Objective: The purpose of this study was to examine the behavioural and cognitive effects of selegiline in a group of moderately behaviourally disturbed AD patients.
Design: This was a 14-week randomized double-blind placebo-controlled study of selegiline (10 mg) and placebo.
Setting: An outpatient clinic in an urban-based tertiary referral centre in the USA.
Patients: Twenty-five outpatients meeting NINCDS criteria for probable Alzheimer's disease with associated behavioural disturbance.
Measures: The Brief Psychiatric Rating Scale (BPRS), the Dementia Mood Assessment Scale (DMAS) and the Alzheimer Disease Assessment Scale (Cognitive) (ADAS-COG).
Results: In the primary analysis, improvement on the BPRS and DMAS scores with selegeline treatment did not. reach statistical significance.
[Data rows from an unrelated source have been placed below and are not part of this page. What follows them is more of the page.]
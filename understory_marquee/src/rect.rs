// Copyright 2025 the Understory Authors
// SPDX-License-Identifier: Apache-2.0 OR MIT

//! Rectangle normalization for marquee drags.
//!
//! A marquee is described by two corners: the anchor recorded when the drag
//! started and the current pointer position. The pointer may travel in any
//! direction from the anchor, so the two corners have no fixed relationship.
//! [`rect_from_points`] turns them into an axis-aligned [`Rect`] whose
//! extents are never negative.
//!
//! ```
//! use kurbo::{Point, Rect};
//! use understory_marquee::rect_from_points;
//!
//! // Dragging up and to the left still yields a well-formed rect.
//! let r = rect_from_points(Point::new(50.0, 30.0), Point::new(10.0, 10.0));
//! assert_eq!(r, Rect::new(10.0, 10.0, 50.0, 30.0));
//! assert_eq!(r.width(), 40.0);
//! assert_eq!(r.height(), 20.0);
//! ```

use kurbo::{Point, Rect};

/// Returns the axis-aligned rectangle spanned by `a` and `b`.
///
/// The origin is the component-wise minimum of the two points and the size
/// is the absolute distance between them on each axis. The result does not
/// depend on argument order, and `a == b` gives a zero-size rect at that
/// point.
///
/// Inputs are assumed to be finite.
#[must_use]
pub fn rect_from_points(a: Point, b: Point) -> Rect {
    Rect::new(a.x.min(b.x), a.y.min(b.y), a.x.max(b.x), a.y.max(b.y))
}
A secondary analysis using a parallel design showed a significant benefit of drug treatment on BPRS scores with a trend towards improvement on the DMAS. Among the 10 subjects who could be tested, there was a significant improvement in cognitive function on the ADAS-COG with selegiline compared to placebo.
Conclusions: Short-term selegiline treatment produced an improvement in behaviour and had a significant effect on cognition in a subset of testable patients.